Information given:
____
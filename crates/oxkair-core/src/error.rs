use thiserror::Error;

use crate::types::{AgentId, StepId};

#[derive(Debug, Error)]
pub enum OxkairError {
    // Registry / graph errors
    #[error("Step '{step}' is produced by both '{first}' and '{second}'")]
    DuplicateStep {
        step: StepId,
        first: AgentId,
        second: AgentId,
    },

    #[error("Agent '{0}' is already registered")]
    DuplicateAgent(AgentId),

    #[error("Agent '{agent}' requires step '{step}' which no registered agent produces")]
    UnknownDependency { agent: AgentId, step: StepId },

    #[error("Dependency cycle: {}", format_cycle(.cycle))]
    CyclicDependency { cycle: Vec<StepId> },

    // Engine invariant errors
    #[error("Execution plan invariant violated: {0}")]
    PlanInvariantViolation(String),

    #[error("Merge conflict on step '{step}': written by '{first}' and '{second}'")]
    MergeConflict {
        step: StepId,
        first: AgentId,
        second: AgentId,
    },

    // Config errors
    #[error("Config error: {0}")]
    Config(String),

    #[error("Config file not found: {0}")]
    ConfigNotFound(String),

    // I/O errors
    #[error("I/O error: {0}")]
    Io(#[from] std::io::Error),

    // JSON errors
    #[error("JSON error: {0}")]
    Json(#[from] serde_json::Error),
}

impl OxkairError {
    /// Structural errors describe a broken registry or engine, never bad agent data.
    pub fn is_structural(&self) -> bool {
        matches!(
            self,
            Self::DuplicateStep { .. }
                | Self::DuplicateAgent(_)
                | Self::UnknownDependency { .. }
                | Self::CyclicDependency { .. }
                | Self::PlanInvariantViolation(_)
                | Self::MergeConflict { .. }
        )
    }
}

fn format_cycle(cycle: &[StepId]) -> String {
    cycle
        .iter()
        .map(|s| s.as_str())
        .collect::<Vec<_>>()
        .join(" -> ")
}

pub type Result<T> = std::result::Result<T, OxkairError>;

#[cfg(test)]
mod tests {
    use super::*;

    #[test]
    fn test_cycle_display() {
        let err = OxkairError::CyclicDependency {
            cycle: vec!["a".into(), "b".into(), "a".into()],
        };
        assert_eq!(err.to_string(), "Dependency cycle: a -> b -> a");
        assert!(err.is_structural());
    }

    #[test]
    fn test_duplicate_step_names_both_agents() {
        let err = OxkairError::DuplicateStep {
            step: "procedure-codes".into(),
            first: "cpt".into(),
            second: "cpt-v2".into(),
        };
        let msg = err.to_string();
        assert!(msg.contains("cpt"));
        assert!(msg.contains("cpt-v2"));
    }

    #[test]
    fn test_config_error_not_structural() {
        assert!(!OxkairError::Config("bad".into()).is_structural());
    }
}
____
Work request: Total the lines of the data that include the word "from", and give that total as the sole response.

Answer: 2